Even if that sentencing finding was wrong, that in and of itself is not a constitutional claim (unless it caused the sentence to be above the statutory maximum or led to a miscarriage of justice, neither of which are alleged here). Mr. Risner says alternatively that he was denied adequate representation in violation of his Sixth Amendment rights because his attorney did not fully raise his side of the story in front of the jury or object to the obstruction of justice finding in the sentencing process. Neither of these ineffective assistance of counsel claims is based in fact or law.

First, Mr. Risner himself addressed these issues in front of the jury, both on direct examination and on cross examination. For instance, he had the chance to tell the jury that when he told Agent Emmons in 2008 that he hunted squirrel "last year," he really meant the year before he was convicted as a felon. He also had the chance to explain that when he said in 2008 that he had last gotten the .22 out of the cabinet in September to shoot at a dog, that he really meant that Ms. Dean did so. Further, on the stand he elaborated on the confusing bill of sale that seems to include a gun he didn't own until years after he was a convicted felon and years after he claimed he transferred all his guns to Ms. Dean. Between direct examination and cross examination, Mr. Risner had ample opportunity to explain these inconsistencies. That his attorney was unable to rehabilitate the apparent inconsistencies in Mr. Risner's testimony didn't make his attorney's performance deficient for Sixth Amendment purposes. The test for ineffective assistance of counsel is much more objective than Mr. Risner proposes; the court must explore whether the performance of Mr. Risner's counsel so deviated from acceptable standards that it amounted to a denial of effective assistance and prejudiced the outcome. Strickland v. Washington, 466 U.S. at 688. "Judicial scrutiny of counsel's performance must be highly deferential. It is all too tempting for a defendant to second-guess counsel's assistance after conviction or adverse sentence, and it is all too easy for a court, examining counsel's defense after it has proved unsuccessful, to conclude that a particular act or omission of counsel was unreasonable." Id., at 689. The trial record shows that Mr. Risner's attorney presented Mr. Risner's side of events to the jury. The tape-recorded evidence that was played in court, the other witnesses, and Mr. Risner's own testimony on cross examination probably persuaded the jury - and definitely persuaded the court when it made its obstruction of justice finding - that Mr. Risner offered false testimony during the trial.
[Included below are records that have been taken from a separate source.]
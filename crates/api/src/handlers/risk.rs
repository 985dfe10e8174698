//! Handlers for risks, their analyses, and their response plans.
//!
//! Project membership (owner or member) is the gate for every
//! operation here; risk work is collaborative, not owner-only.

use axum::extract::{Path, State};
use axum::http::StatusCode;
use axum::Json;
use taskup_core::error::CoreError;
use taskup_core::graph::EntityKind;
use taskup_core::types::DbId;
use taskup_db::models::risk::{
    CreateRisk, CreateRiskAnalysis, CreateRiskResponsePlan, Risk, RiskAnalysis, RiskResponsePlan,
    UpdateRisk, UpdateRiskAnalysis, UpdateRiskResponsePlan,
};
use taskup_db::repositories::{
    CascadeOutcome, LifecycleRepo, RiskAnalysisRepo, RiskRepo, RiskResponsePlanRepo,
};

use crate::authz::require_access;
use crate::error::{AppError, AppResult};
use crate::middleware::auth::AuthUser;
use crate::response::MessageResponse;
use crate::state::AppState;

fn risk_not_found(id: DbId) -> AppError {
    AppError::Core(CoreError::NotFound { entity: "Risk", id })
}

/// POST /api/v1/risks
pub async fn create(
    State(state): State<AppState>,
    user: AuthUser,
    Json(input): Json<CreateRisk>,
) -> AppResult<(StatusCode, Json<Risk>)> {
    require_access(&state.pool, input.project_id, user.user_id).await?;
    let risk = RiskRepo::create(&state.pool, user.user_id, &input).await?;
    Ok((StatusCode::CREATED, Json(risk)))
}

/// GET /api/v1/projects/{id}/risks
pub async fn list_by_project(
    State(state): State<AppState>,
    user: AuthUser,
    Path(project_id): Path<DbId>,
) -> AppResult<Json<Vec<Risk>>> {
    require_access(&state.pool, project_id, user.user_id).await?;
    let risks = RiskRepo::list_by_project(&state.pool, project_id).await?;
    Ok(Json(risks))
}

/// GET /api/v1/risks/{id}
pub async fn get_by_id(
    State(state): State<AppState>,
    user: AuthUser,
    Path(id): Path<DbId>,
) -> AppResult<Json<Risk>> {
    let risk = RiskRepo::find_by_id(&state.pool, id)
        .await?
        .ok_or_else(|| risk_not_found(id))?;
    require_access(&state.pool, risk.project_id, user.user_id).await?;
    Ok(Json(risk))
}

/// PUT /api/v1/risks/{id}
pub async fn update(
    State(state): State<AppState>,
    user: AuthUser,
    Path(id): Path<DbId>,
    Json(input): Json<UpdateRisk>,
) -> AppResult<Json<Risk>> {
    let risk = RiskRepo::find_by_id(&state.pool, id)
        .await?
        .ok_or_else(|| risk_not_found(id))?;
    require_access(&state.pool, risk.project_id, user.user_id).await?;

    let updated = RiskRepo::update(&state.pool, id, &input)
        .await?
        .ok_or_else(|| risk_not_found(id))?;
    Ok(Json(updated))
}

/// DELETE /api/v1/risks/{id} -- takes analyses and response plans with
/// it. Repeat deletion is a no-op success.
pub async fn delete(
    State(state): State<AppState>,
    user: AuthUser,
    Path(id): Path<DbId>,
) -> AppResult<Json<MessageResponse>> {
    let risk = RiskRepo::find_by_id_include_deleted(&state.pool, id)
        .await?
        .ok_or_else(|| risk_not_found(id))?;
    require_access(&state.pool, risk.project_id, user.user_id).await?;

    let outcome = LifecycleRepo::soft_delete_tree(&state.pool, EntityKind::Risk, id).await?;
    let message = match outcome {
        CascadeOutcome::Deleted => "Risk and its related data soft-deleted successfully",
        CascadeOutcome::AlreadyDeleted => "Risk already deleted",
        CascadeOutcome::NotFound => return Err(risk_not_found(id)),
    };
    Ok(Json(MessageResponse::new(message)))
}

// ---------------------------------------------------------------------------
// Analyses
// ---------------------------------------------------------------------------

/// POST /api/v1/risks/{id}/analyses
pub async fn create_analysis(
    State(state): State<AppState>,
    user: AuthUser,
    Path(id): Path<DbId>,
    Json(input): Json<CreateRiskAnalysis>,
) -> AppResult<(StatusCode, Json<RiskAnalysis>)> {
    let risk = RiskRepo::find_by_id(&state.pool, id)
        .await?
        .ok_or_else(|| risk_not_found(id))?;
    require_access(&state.pool, risk.project_id, user.user_id).await?;

    let analysis = RiskAnalysisRepo::create(&state.pool, id, user.user_id, &input).await?;
    Ok((StatusCode::CREATED, Json(analysis)))
}

/// GET /api/v1/risks/{id}/analyses
pub async fn list_analyses(
    State(state): State<AppState>,
    user: AuthUser,
    Path(id): Path<DbId>,
) -> AppResult<Json<Vec<RiskAnalysis>>> {
    let risk = RiskRepo::find_by_id(&state.pool, id)
        .await?
        .ok_or_else(|| risk_not_found(id))?;
    require_access(&state.pool, risk.project_id, user.user_id).await?;

    let analyses = RiskAnalysisRepo::list_by_risk(&state.pool, id).await?;
    Ok(Json(analyses))
}

/// PUT /api/v1/risk-analyses/{id}
pub async fn update_analysis(
    State(state): State<AppState>,
    user: AuthUser,
    Path(id): Path<DbId>,
    Json(input): Json<UpdateRiskAnalysis>,
) -> AppResult<Json<RiskAnalysis>> {
    let analysis = RiskAnalysisRepo::find_by_id(&state.pool, id)
        .await?
        .ok_or(AppError::Core(CoreError::NotFound {
            entity: "Risk analysis",
            id,
        }))?;
    let risk = RiskRepo::find_by_id(&state.pool, analysis.risk_id)
        .await?
        .ok_or_else(|| risk_not_found(analysis.risk_id))?;
    require_access(&state.pool, risk.project_id, user.user_id).await?;

    let updated = RiskAnalysisRepo::update(&state.pool, id, &input)
        .await?
        .ok_or(AppError::Core(CoreError::NotFound {
            entity: "Risk analysis",
            id,
        }))?;
    Ok(Json(updated))
}

/// DELETE /api/v1/risk-analyses/{id}
pub async fn delete_analysis(
    State(state): State<AppState>,
    user: AuthUser,
    Path(id): Path<DbId>,
) -> AppResult<Json<MessageResponse>> {
    let analysis = RiskAnalysisRepo::find_by_id(&state.pool, id)
        .await?
        .ok_or(AppError::Core(CoreError::NotFound {
            entity: "Risk analysis",
            id,
        }))?;
    let risk = RiskRepo::find_by_id(&state.pool, analysis.risk_id)
        .await?
        .ok_or_else(|| risk_not_found(analysis.risk_id))?;
    require_access(&state.pool, risk.project_id, user.user_id).await?;

    LifecycleRepo::soft_delete_tree(&state.pool, EntityKind::RiskAnalysis, id).await?;
    Ok(Json(MessageResponse::new("Risk analysis deleted successfully")))
}

// ---------------------------------------------------------------------------
// Response plans
// ---------------------------------------------------------------------------

/// POST /api/v1/risks/{id}/response-plans
pub async fn create_response_plan(
    State(state): State<AppState>,
    user: AuthUser,
    Path(id): Path<DbId>,
    Json(input): Json<CreateRiskResponsePlan>,
) -> AppResult<(StatusCode, Json<RiskResponsePlan>)> {
    let risk = RiskRepo::find_by_id(&state.pool, id)
        .await?
        .ok_or_else(|| risk_not_found(id))?;
    require_access(&state.pool, risk.project_id, user.user_id).await?;

    let plan = RiskResponsePlanRepo::create(&state.pool, id, user.user_id, &input).await?;
    Ok((StatusCode::CREATED, Json(plan)))
}

/// GET /api/v1/risks/{id}/response-plans
pub async fn list_response_plans(
    State(state): State<AppState>,
    user: AuthUser,
    Path(id): Path<DbId>,
) -> AppResult<Json<Vec<RiskResponsePlan>>> {
    let risk = RiskRepo::find_by_id(&state.pool, id)
        .await?
        .ok_or_else(|| risk_not_found(id))?;
    require_access(&state.pool, risk.project_id, user.user_id).await?;

    let plans = RiskResponsePlanRepo::list_by_risk(&state.pool, id).await?;
    Ok(Json(plans))
}

/// PUT /api/v1/risk-plans/{id}
pub async fn update_response_plan(
    State(state): State<AppState>,
    user: AuthUser,
    Path(id): Path<DbId>,
    Json(input): Json<UpdateRiskResponsePlan>,
) -> AppResult<Json<RiskResponsePlan>> {
    let plan = RiskResponsePlanRepo::find_by_id(&state.pool, id)
        .await?
        .ok_or(AppError::Core(CoreError::NotFound {
            entity: "Risk response plan",
            id,
        }))?;
    let risk = RiskRepo::find_by_id(&state.pool, plan.risk_id)
        .await?
        .ok_or_else(|| risk_not_found(plan.risk_id))?;
    require_access(&state.pool, risk.project_id, user.user_id).await?;

    let updated = RiskResponsePlanRepo::update(&state.pool, id, &input)
        .await?
        .ok_or(AppError::Core(CoreError::NotFound {
            entity: "Risk response plan",
            id,
        }))?;
    Ok(Json(updated))
}

/// DELETE /api/v1/risk-plans/{id}
pub async fn delete_response_plan(
    State(state): State<AppState>,
    user: AuthUser,
    Path(id): Path<DbId>,
) -> AppResult<Json<MessageResponse>> {
    let plan = RiskResponsePlanRepo::find_by_id(&state.pool, id)
        .await?
        .ok_or(AppError::Core(CoreError::NotFound {
            entity: "Risk response plan",
            id,
        }))?;
    let risk = RiskRepo::find_by_id(&state.pool, plan.risk_id)
        .await?
        .ok_or_else(|| risk_not_found(plan.risk_id))?;
    require_access(&state.pool, risk.project_id, user.user_id).await?;

    LifecycleRepo::soft_delete_tree(&state.pool, EntityKind::RiskResponsePlan, id).await?;
    Ok(Json(MessageResponse::new(
        "Risk response plan deleted successfully",
    )))
}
This doesn't reflect negatively on the performance of Mr. Risner's attorney and Mr. Risner hasn't shown that any approach his attorney took during trial would rise to the level of a Strickland claim.
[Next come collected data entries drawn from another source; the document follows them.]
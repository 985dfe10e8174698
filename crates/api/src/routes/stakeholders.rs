//! Route definitions for directly-addressed stakeholders.
//!
//! Creation and listing live under `/projects/{id}/stakeholders`.

use axum::routing::get;
use axum::Router;

use crate::handlers::stakeholder;
use crate::state::AppState;

/// Routes merged at the API root.
pub fn router() -> Router<AppState> {
    Router::new().route(
        "/stakeholders/{id}",
        get(stakeholder::get_by_id)
            .put(stakeholder::update)
            .delete(stakeholder::delete),
    )
}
Second, as an alternate theory, Mr. Risner asserts that his attorney should have objected to the sentencing enhancement for obstruction of justice. His attorney did object. Mr. Risner's attorney filed a sentencing memorandum on June 17, 2009, that specifically objected to the proposed obstruction of justice finding. In this sentencing memorandum, Mr. Risner's attorney acknowledged that Mr. Risner was found guilty by a jury, yet he proposed, among other arguments, a theory under which Mr. Risner could have been guilty of constructive possession of the firearm in the jury's eyes while not lying on the stand about the specific instances of possession of which the government accused him. In another argument, Mr. Risner's attorney pointed out that the government could have called Mr. Risner's father as a witness, but didn't do so. This tended to show, he argued, that Mr. Risner could have told the truth on the stand about when he got the shotgun from his father.
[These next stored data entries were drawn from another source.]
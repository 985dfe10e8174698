pub mod attachments;
pub mod auth;
pub mod health;
pub mod projects;
pub mod resources;
pub mod risks;
pub mod stakeholders;
pub mod tasks;
pub mod teams;
pub mod users;

use axum::Router;

use crate::state::AppState;

/// Build the `/api/v1` route tree.
///
/// Route hierarchy:
///
/// ```text
/// /auth/register                          register (public)
/// /auth/verify-email                      verify code (public)
/// /auth/resend-code                       resend code (public)
/// /auth/login                             login (public)
/// /auth/refresh                           refresh (public)
/// /auth/logout                            logout (requires auth)
/// /auth/me                                profile (requires auth)
///
/// /users/{id}                             get user
/// /users/me/teams                         caller's teams
/// /users/me/tasks/assigned                tasks assigned to caller
/// /users/me/tasks/created                 tasks created by caller
///
/// /projects                               list, create
/// /projects/{id}                          get, update, delete (cascade)
/// /projects/{id}/members                  list, add
/// /projects/{id}/members/{user_id}        remove (cascade)
/// /projects/{id}/teams                    project teams
/// /projects/{id}/tasks                    project tasks
/// /projects/{id}/stakeholders             list, add
/// /projects/{id}/scope                    get, create, update
/// /projects/{id}/risks                    project risks
/// /projects/{id}/resources                project resources
/// /projects/{id}/attachments              list, upload (multipart)
/// /projects/{id}/chat/messages            chat history
/// /projects/{id}/chat/presence            users in the room
/// /projects/{id}/chat/ws                  WebSocket chat
///
/// /teams                                  create
/// /teams/{id}                             get, update, delete (cascade)
/// /teams/{id}/members                     list, add
/// /teams/{id}/members/{user_id}           remove
/// /teams/{id}/tasks                       team tasks
///
/// /tasks                                  create
/// /tasks/{id}                             get, update, delete (cascade)
/// /tasks/{id}/subtasks                    subtasks
/// /tasks/{id}/resources                   list, assign
///
/// /stakeholders/{id}                      get, update, delete
///
/// /risks                                  create
/// /risks/{id}                             get, update, delete (cascade)
/// /risks/{id}/analyses                    list, add
/// /risks/{id}/response-plans              list, add
/// /risk-analyses/{id}                     update, delete
/// /risk-plans/{id}                        update, delete
///
/// /resources/{id}                         get, update, delete (cascade)
/// /attachments/{id}                       get, delete
/// /attachments/{id}/download              stored bytes
/// ```
pub fn api_routes() -> Router<AppState> {
    Router::new()
        .nest("/auth", auth::router())
        .nest("/users", users::router())
        .nest("/projects", projects::router())
        .nest("/teams", teams::router())
        .nest("/tasks", tasks::router())
        .merge(stakeholders::router())
        .merge(risks::router())
        .merge(resources::router())
        .merge(attachments::router())
}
The court opted to overrule Mr. Risner's attorney's arguments, but that doesn't mean the arguments weren't well made, or, as Mr. Risner asserts, not made at all. To succeed on a Strickland claim, a petitioner must show that his counsel's performance was grossly incompetent to the point that the attorney was not acting as counsel and the verdict is therefore suspect. Rodriguez v. United States, 286 F.3d 972, 983 (7th Cir. 2002) citing Kimmelman v. Morrison, 477 U.S. 365, 382 (1986); Strickland v. Washington, 466 U.S. 668, 687. That an argument didn't succeed doesn't mean it was poorly made, and, even if counsel makes a mistake, there often is not a viable ineffective assistance of counsel claim. United States v. Recendiz, 557 F.3d 511, 531 (7th Cir. 2009) ("'effective' does not mean successful or without flaw."). Mr. Risner's attorney made at least two cognizable arguments against the obstruction of justice enhancement; that the court did not accept those arguments does not mean that Mr. Risner was denied the effective assistance of counsel.

C.

In his third claim, Mr. Risner cites what he believes are a number of factual errors in the court's sentencing memorandum. He claims that these errors led to sentencing enhancements, and, once corrected, he should be granted a resentencing. A review of the record leads the court to conclude that none of the points is likely a mistake but, even if one or more is wrong, that in and of itself is not a constitutional claim (unless it caused the sentence to be above the statutory maximum or led to a miscarriage of justice, neither of which are alleged here). In the alternative, Mr. Risner says that he was denied adequate representation in violation of his Sixth Amendment rights because his attorney didn't object to the factual errors.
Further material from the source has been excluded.